- **WORK INSTRUCTIONS**
In the records that follow, locate every line with "Command" and extract it.
══ EXTRACTED ENTRIES ══
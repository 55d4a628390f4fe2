use crate::utils::prelude::SrcSpan;

use super::error::{LexicalError, LexicalErrorType};
use super::token::{str_to_keyword, Token};

pub type Spanned = (u32, Token, u32);
pub type LexResult = std::result::Result<Spanned, LexicalError>;

#[derive(Debug)]
pub struct Lexer<T: Iterator<Item = (u32, char)>> {
    position: u32,
    next_position: u32,
    ch: Option<char>,
    next_ch: Option<char>,
    input: T,
}

impl<T: Iterator<Item = (u32, char)>> Lexer<T> {
    pub fn new(input: T) -> Self {
        let mut lexer = Self {
            position: 0,
            next_position: 0,
            ch: None,
            next_ch: None,
            input,
        };

        lexer.next_char();
        lexer.next_char();

        lexer
    }

    pub fn next_token(&mut self) -> LexResult {
        let span = match self.ch {
            Some(ch) => match ch {
                '=' => self.eat_one_char(Token::Assign),
                '+' => self.eat_one_char(Token::Plus),
                '-' => self.eat_one_char(Token::Minus),
                '*' => self.eat_one_char(Token::Asterisk),
                '/' => self.eat_one_char(Token::Slash),
                '%' => self.eat_one_char(Token::Percent),
                '(' => self.eat_one_char(Token::LParen),
                ')' => self.eat_one_char(Token::RParen),
                '{' => self.eat_one_char(Token::LBrace),
                '}' => self.eat_one_char(Token::RBrace),
                ',' => self.eat_one_char(Token::Comma),
                ':' => self.eat_one_char(Token::Colon),
                ';' => self.eat_one_char(Token::Semicolon),
                'a'..='z' | 'A'..='Z' | '_' => return Ok(self.lex_ident()),
                '0'..='9' => return self.lex_number(),
                '\n' | ' ' | '\t' | '\x0C' | '\r' => {
                    self.next_char();
                    return self.next_token();
                }
                c => {
                    let location = self.position;
                    return Err(LexicalError {
                        error: LexicalErrorType::UnrecognizedCharacter { ch: c },
                        location: SrcSpan {
                            start: location,
                            end: location + c.len_utf8() as u32,
                        },
                    });
                }
            },
            None => self.eat_one_char(Token::Eof),
        };

        Ok(span)
    }

    fn next_char(&mut self) -> Option<char> {
        let ch = self.ch;

        let next = match self.input.next() {
            Some((pos, ch)) => {
                self.position = self.next_position;
                self.next_position = pos;

                Some(ch)
            }
            None => {
                self.position = self.next_position;
                self.next_position += 1;

                None
            }
        };

        self.ch = self.next_ch;
        self.next_ch = next;

        ch
    }

    fn eat_one_char(&mut self, token: Token) -> Spanned {
        let start_pos = self.position;
        self.next_char();
        let end_pos = self.position;

        (start_pos, token, end_pos)
    }

    fn lex_ident(&mut self) -> Spanned {
        let start_pos = self.position;
        let mut ident = String::new();

        loop {
            match self.ch {
                Some(ch) if ch.is_ascii_alphanumeric() || ch == '_' => {
                    ident.push(self.next_char().unwrap())
                }
                _ => break,
            }
        }

        let end_pos = self.position;

        let token = match str_to_keyword(&ident) {
            Some(token) => token,
            None => Token::Ident(ident),
        };

        (start_pos, token, end_pos)
    }

    fn lex_number(&mut self) -> LexResult {
        let start_pos = self.position;
        let mut value = String::new();
        let mut has_period = false;

        loop {
            match self.ch {
                Some(ch) if ch.is_ascii_digit() => value.push(self.next_char().unwrap()),
                Some('.') => {
                    if has_period {
                        let _ = self.next_char();

                        return Err(LexicalError {
                            error: LexicalErrorType::MultipleFloatingPoints,
                            location: SrcSpan::from(start_pos, self.position),
                        });
                    }

                    if !matches!(self.next_ch, Some(ch) if ch.is_ascii_digit()) {
                        let _ = self.next_char();

                        return Err(LexicalError {
                            error: LexicalErrorType::MissingDigitAfterPeriod,
                            location: SrcSpan::from(start_pos, self.position),
                        });
                    }

                    has_period = true;
                    value.push(self.next_char().unwrap());
                }
                _ => break,
            }
        }

        let end_pos = self.position;

        match value.parse::<f64>() {
            Ok(number) => Ok((start_pos, Token::Number(number), end_pos)),
            Err(_) => Err(LexicalError {
                error: LexicalErrorType::InvalidNumber,
                location: SrcSpan::from(start_pos, end_pos),
            }),
        }
    }
}

impl<T: Iterator<Item = (u32, char)>> Iterator for Lexer<T> {
    type Item = LexResult;

    fn next(&mut self) -> Option<Self::Item> {
        Some(self.next_token())
    }
}

/// Runs the lexer over a full source string. The returned sequence always
/// ends with exactly one `Eof` token.
pub fn tokenize(src: &str) -> Result<Vec<Spanned>, LexicalError> {
    tokenize_from(src.char_indices().map(|(i, c)| (i as u32, c)))
}

pub fn tokenize_from(
    input: impl Iterator<Item = (u32, char)>,
) -> Result<Vec<Spanned>, LexicalError> {
    let mut lexer = Lexer::new(input);
    let mut tokens = vec![];

    loop {
        let spanned = lexer.next_token()?;
        let is_eof = spanned.1 == Token::Eof;

        tokens.push(spanned);

        if is_eof {
            break;
        }
    }

    Ok(tokens)
}
pub mod diagnostic;
pub mod error;
pub mod src_span;

pub mod prelude {
    pub use super::{diagnostic::*, error::*, src_span::*};
}
use crate::environment::prelude::{BindingError, ValueType};
use crate::parser::prelude::BinaryOperator;
use crate::utils::prelude::SrcSpan;

#[derive(Debug, Clone, PartialEq)]
pub enum RuntimeErrorType {
    Binding { error: BindingError },
    InvalidAssignmentTarget,
    UnsupportedOperands {
        operator: BinaryOperator,
        left: ValueType,
        right: ValueType,
    },
}

#[derive(Debug, Clone, PartialEq)]
pub struct RuntimeError {
    pub error: RuntimeErrorType,
    pub location: SrcSpan,
}

impl RuntimeError {
    pub fn details(&self) -> (String, Vec<String>) {
        match &self.error {
            RuntimeErrorType::Binding { error } => (format!("{error}"), vec![]),
            RuntimeErrorType::InvalidAssignmentTarget => (
                "Invalid assignment target".to_string(),
                vec!["Only an identifier can be assigned to.".to_string()],
            ),
            RuntimeErrorType::UnsupportedOperands {
                operator,
                left,
                right,
            } => (
                format!("Cannot apply `{operator}` to these operands"),
                vec![format!(
                    "The `{operator}` operator expects two Numbers, found {left} and {right}."
                )],
            ),
        }
    }
}
pub mod error;

#[cfg(test)]
mod tests;

pub mod prelude {
    pub use super::error::*;
    pub use super::{eval, interpret, interpret_from_stream, interpret_src};
}

use std::path::PathBuf;

use utf8_chars::BufReadCharsExt;

use crate::{
    environment::prelude::{BindingError, Environment, Value, NULL},
    parser::prelude::{
        parse_module, parse_module_from_stream, Assignment, Binary, BinaryOperator, Expression,
        Module, ObjectLiteral, Statement, VarDeclaration,
    },
    utils::prelude::{Error, SrcSpan},
};

use error::{RuntimeError, RuntimeErrorType};

/// Evaluates a whole file against a fresh read of the source. The
/// source is kept around for error reporting.
pub fn interpret(path: PathBuf, env: &mut Environment) -> Result<Value, Error> {
    let src = match std::fs::read_to_string(path.clone()) {
        Ok(src) => src,
        Err(err) => return Err(Error::StdIo { err: err.kind() }),
    };

    interpret_src(path, &src, env)
}

pub fn interpret_src(path: PathBuf, src: &str, env: &mut Environment) -> Result<Value, Error> {
    let module = match parse_module(src) {
        Ok(module) => module,
        Err(err) => {
            return Err(Error::Parse {
                path,
                src: src.to_string(),
                error: err,
            })
        }
    };

    eval(module, env).map_err(|err| Error::Runtime {
        path,
        src: src.to_string(),
        error: err,
    })
}

/// Lexes straight off a buffered reader without loading the file
/// first. The characters seen so far are still accumulated, so a
/// diagnostic can point into the source.
pub fn interpret_from_stream(path: PathBuf, env: &mut Environment) -> Result<Value, Error> {
    let file = match std::fs::File::open(path.clone()) {
        Ok(file) => file,
        Err(err) => return Err(Error::StdIo { err: err.kind() }),
    };

    let file_size = file
        .metadata()
        .map_err(|err| Error::StdIo { err: err.kind() })?
        .len() as usize;

    let mut src = String::with_capacity(file_size);
    let mut reader = std::io::BufReader::new(file);
    let stream = reader.chars().map_while(|c| c.ok()).map(|c| {
        src.push(c);
        c
    });

    let module = match parse_module_from_stream(stream) {
        Ok(module) => module,
        Err(err) => {
            return Err(Error::Parse {
                path,
                src,
                error: err,
            })
        }
    };

    eval(module, env).map_err(|err| Error::Runtime {
        path,
        src,
        error: err,
    })
}

/// Evaluates a module top to bottom. The result is the value of the
/// last statement, or `Null` for an empty program.
pub fn eval(module: Module, env: &mut Environment) -> Result<Value, RuntimeError> {
    let mut last = NULL;

    for statement in module.program.statements {
        last = eval_statement(statement, env)?;
    }

    Ok(last)
}

fn eval_statement(statement: Statement, env: &mut Environment) -> Result<Value, RuntimeError> {
    match statement {
        Statement::VarDeclaration(declaration) => eval_var_declaration(declaration, env),
        Statement::Expression(expression) => eval_expression(expression, env),
    }
}

fn eval_var_declaration(
    declaration: VarDeclaration,
    env: &mut Environment,
) -> Result<Value, RuntimeError> {
    let location = declaration.location;

    let value = match declaration.value {
        Some(expression) => eval_expression(expression, env)?,
        None => NULL,
    };

    env.declare(declaration.name.value, value, declaration.constant)
        .map_err(|error| binding_error(error, location))
}

fn eval_expression(expression: Expression, env: &mut Environment) -> Result<Value, RuntimeError> {
    match expression {
        Expression::Identifier(ident) => env
            .lookup(&ident.value)
            .map_err(|error| binding_error(error, ident.location)),
        Expression::NumericLiteral { value, .. } => Ok(Value::Number { value }),
        Expression::Binary(binary) => eval_binary(binary, env),
        Expression::Assignment(assignment) => eval_assignment(assignment, env),
        Expression::Object(object) => eval_object(object, env),
    }
}

fn eval_binary(binary: Binary, env: &mut Environment) -> Result<Value, RuntimeError> {
    let location = binary.location;

    let left = eval_expression(*binary.left, env)?;
    let right = eval_expression(*binary.right, env)?;

    match (left, right) {
        (Value::Number { value: left }, Value::Number { value: right }) => {
            // Division and modulo follow IEEE 754, a zero divisor
            // yields an infinity or NaN rather than an error.
            let value = match binary.operator {
                BinaryOperator::Add => left + right,
                BinaryOperator::Subtract => left - right,
                BinaryOperator::Multiply => left * right,
                BinaryOperator::Divide => left / right,
                BinaryOperator::Modulo => left % right,
            };

            Ok(Value::Number { value })
        }
        (left, right) => Err(RuntimeError {
            error: RuntimeErrorType::UnsupportedOperands {
                operator: binary.operator,
                left: left.value_type(),
                right: right.value_type(),
            },
            location,
        }),
    }
}

fn eval_assignment(assignment: Assignment, env: &mut Environment) -> Result<Value, RuntimeError> {
    let name = match *assignment.target {
        Expression::Identifier(ident) => ident.value,
        target => {
            return Err(RuntimeError {
                error: RuntimeErrorType::InvalidAssignmentTarget,
                location: target.location(),
            })
        }
    };

    let location = assignment.location;
    let value = eval_expression(*assignment.value, env)?;

    env.assign(&name, value)
        .map_err(|error| binding_error(error, location))
}

fn eval_object(object: ObjectLiteral, env: &mut Environment) -> Result<Value, RuntimeError> {
    let mut properties = Vec::with_capacity(object.properties.len());

    for property in object.properties {
        let value = match property.value {
            Some(expression) => eval_expression(expression, env)?,
            // Shorthand, the key doubles as a variable lookup.
            None => env
                .lookup(&property.key.value)
                .map_err(|error| binding_error(error, property.key.location))?,
        };

        properties.push((property.key.value, value));
    }

    Ok(Value::Object { properties })
}

fn binding_error(error: BindingError, location: SrcSpan) -> RuntimeError {
    RuntimeError {
        error: RuntimeErrorType::Binding { error },
        location,
    }
}
use std::{
    io::{IsTerminal, Write},
    time::Duration,
};
use termcolor::{BufferWriter, Color, ColorChoice, ColorSpec, WriteColor};

pub(crate) fn print_running(text: &str) {
    print_colourful_prefix("Running", Color::Magenta, text)
}

pub(crate) fn print_evaluated(duration: Duration) {
    print_colourful_prefix("Evaluated", Color::Green, &format!("in {}", seconds(duration)))
}

pub fn seconds(duration: Duration) -> String {
    format!("{:.2}s", duration.as_millis() as f32 / 1000.)
}

pub fn print_colourful_prefix(prefix: &str, color: Color, text: &str) {
    let buffer_writer = stderr_buffer_writer();
    let mut buffer = buffer_writer.buffer();
    buffer
        .set_color(
            ColorSpec::new()
                .set_intense(true)
                .set_bold(true)
                .set_fg(Some(color)),
        )
        .expect("print_colourful_prefix");
    write!(buffer, "{prefix: >11}").expect("print_colourful_prefix");
    buffer
        .set_color(&ColorSpec::new())
        .expect("print_colourful_prefix");
    writeln!(buffer, " {text}").expect("print_colourful_prefix");
    buffer_writer.print(&buffer).expect("print_colourful_prefix");
}

pub fn stderr_buffer_writer() -> BufferWriter {
    BufferWriter::stderr(color_choice())
}

fn colour_forced() -> bool {
    if let Ok(force) = std::env::var("FORCE_COLOR") {
        !force.is_empty()
    } else {
        false
    }
}

fn color_choice() -> ColorChoice {
    if colour_forced() {
        ColorChoice::Always
    } else if std::io::stderr().is_terminal() {
        ColorChoice::Auto
    } else {
        ColorChoice::Never
    }
}
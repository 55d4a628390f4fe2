use std::io::Write;
use std::path::PathBuf;

use rill_core::environment::prelude::Environment;
use rill_core::eval::prelude::interpret_src;

const PROMPT: &str = ">> ";

pub fn start() -> std::io::Result<()> {
	let stdin = std::io::stdin();
	let path = PathBuf::from("<repl>");

	// Bindings survive between lines.
	let mut env = Environment::with_globals();

	loop {
		let mut input = String::from("");

		print!("{}", PROMPT);
		std::io::stdout().flush()?;

		if stdin.read_line(&mut input)? == 0 {
			return Ok(());
		}

		if let Some('\n') = input.chars().next_back() {
			input.pop();
		}
		if let Some('\r') = input.chars().next_back() {
			input.pop();
		}

		match input.as_str() {
			"" => {},
			"exit" => return Ok(()),
			_ => {
				match interpret_src(path.clone(), &input, &mut env) {
					Ok(value) => println!("{value}"),
					Err(err) => {
						let buf_writer = crate::cli::stderr_buffer_writer();
						let mut buf = buf_writer.buffer();

						err.pretty(&mut buf);
						buf_writer
							.print(&buf)
							.expect("Writing error to stderr");
					}
				}
			}
		}
	}
}
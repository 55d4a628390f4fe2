mod cli;
mod repl;
mod rlpl;
mod rppl;

use std::path::PathBuf;

use clap::Parser;
use cli::{print_evaluated, print_running};
use rill_core::{environment::prelude::Environment, eval::prelude::interpret_from_stream};

#[derive(Parser)]
enum Command {
    /// Evaluates a source file
    Run {
        /// Path of source file
        path: PathBuf,
        /// Do not print the resulting value
        #[arg(short, long, default_value_t = false)]
        no_output: bool,
    },
    /// Runs Read Eval Print Loop
    Repl,
    /// Runs Read Lex Print Loop
    Rlpl,
    /// Runs Read Parse Print Loop
    Rppl,
}

fn main() {
    match Command::parse() {
        Command::Run { path, no_output } => {
            let buf_writer = crate::cli::stderr_buffer_writer();
            let mut buf = buf_writer.buffer();

            print_running(&path.to_string_lossy());
            let start = std::time::Instant::now();

            let mut env = Environment::with_globals();

            match interpret_from_stream(path, &mut env) {
                Ok(value) => {
                    print_evaluated(std::time::Instant::now() - start);

                    if !no_output {
                        println!("{value}");
                    }
                }
                Err(err) => {
                    err.pretty(&mut buf);
                    buf_writer.print(&buf).expect("Writing error to stderr");

                    std::process::exit(1);
                }
            }
        }
        Command::Repl => {
            let _ = repl::start();
        }
        Command::Rlpl => {
            let _ = rlpl::start();
        }
        Command::Rppl => {
            let _ = rppl::start();
        }
    }
}
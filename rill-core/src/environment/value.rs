use std::fmt::Display;

pub const NULL: Value = Value::Null;
pub const TRUE: Value = Value::Boolean { value: true };
pub const FALSE: Value = Value::Boolean { value: false };

#[derive(Debug, Clone, PartialEq)]
pub enum Value {
    Null,
    Number { value: f64 },
    Boolean { value: bool },
    Object { properties: Vec<(String, Value)> },
}

impl Value {
    pub fn value_type(&self) -> ValueType {
        match self {
            Self::Null => ValueType::Null,
            Self::Number { .. } => ValueType::Number,
            Self::Boolean { .. } => ValueType::Boolean,
            Self::Object { .. } => ValueType::Object,
        }
    }
}

impl Display for Value {
    fn fmt(&self, f: &mut std::fmt::Formatter<'_>) -> std::fmt::Result {
        match self {
            Self::Null => write!(f, "null"),
            Self::Number { value } => write!(f, "{value}"),
            Self::Boolean { value } => write!(f, "{value}"),
            Self::Object { properties } => {
                if properties.is_empty() {
                    return write!(f, "{{}}");
                }

                let properties = properties
                    .iter()
                    .map(|(key, value)| format!("{key}: {value}"))
                    .collect::<Vec<String>>();

                write!(f, "{{ {} }}", properties.join(", "))
            }
        }
    }
}

#[derive(Debug, Clone, Copy, PartialEq, Eq)]
pub enum ValueType {
    Null,
    Number,
    Boolean,
    Object,
}

impl Display for ValueType {
    fn fmt(&self, f: &mut std::fmt::Formatter<'_>) -> std::fmt::Result {
        match self {
            Self::Null => write!(f, "Null"),
            Self::Number => write!(f, "Number"),
            Self::Boolean => write!(f, "Boolean"),
            Self::Object => write!(f, "Object"),
        }
    }
}
//! Request and response bodies of the processor's v2 REST API.
//!
//! The API speaks camelCase JSON and wraps collections in a named field
//! (`{"invoices": [...]}`), which the `*Envelope` types model.

pub mod event;
pub mod invoice;
pub mod public_key;
pub mod transfer;
pub mod webhook;

pub use event::{Event, EventLog, LoggedInvoice};
pub use invoice::{Invoice, InvoiceDescription, InvoiceEnvelope, InvoicePage, InvoiceRequest};
pub use public_key::{PublicKeyEntry, PublicKeyList};
pub use transfer::{Transfer, TransferEnvelope, TransferRequest};
pub use webhook::{Webhook, WebhookEnvelope, WebhookList, WebhookRequest};
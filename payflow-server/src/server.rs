//! Axum server setup and router configuration.

use crate::api::{dashboard::dashboard, health::health_check, webhook::receive_webhook};
use crate::shutdown::shutdown_signal;
use crate::state::AppState;
use axum::{
    Router,
    routing::{get, post},
};
use std::net::SocketAddr;
use tokio::net::TcpListener;

/// Build the main application router.
pub fn build_router(state: AppState) -> Router {
    Router::new()
        .route("/", get(dashboard))
        .route("/health", get(health_check))
        .route("/webhook", post(receive_webhook))
        .with_state(state)
}

/// Run the server with graceful shutdown support.
pub async fn run_server(router: Router, addr: SocketAddr) -> Result<(), std::io::Error> {
    let listener = TcpListener::bind(addr).await?;
    tracing::info!("Server listening on {}", addr);

    axum::serve(listener, router)
        .with_graceful_shutdown(shutdown_signal())
        .await
}
//! Event queue between webhook ingress and the event processor.
//!
//! # Event Flow
//!
//! 1. `POST /webhook` pushes a `QueuedEvent` and answers immediately
//! 2. `EventProcessor` pops events one at a time, verifies and classifies them
//! 3. credited invoice events go to the `SettlementForwarder`
//!
//! The queue is unbounded: ingress never waits on the consumer.

pub mod channels;
pub mod types;

pub use channels::{EventQueueReceiver, EventQueueSender, event_queue};
pub use types::QueuedEvent;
═══
- **SOLUTION TO THE PROBLEM**
enum Command {
    match Command::parse() {
        Command::Run { path, no_output } => {
        Command::Repl => {
        Command::Rlpl => {
        Command::Rppl => {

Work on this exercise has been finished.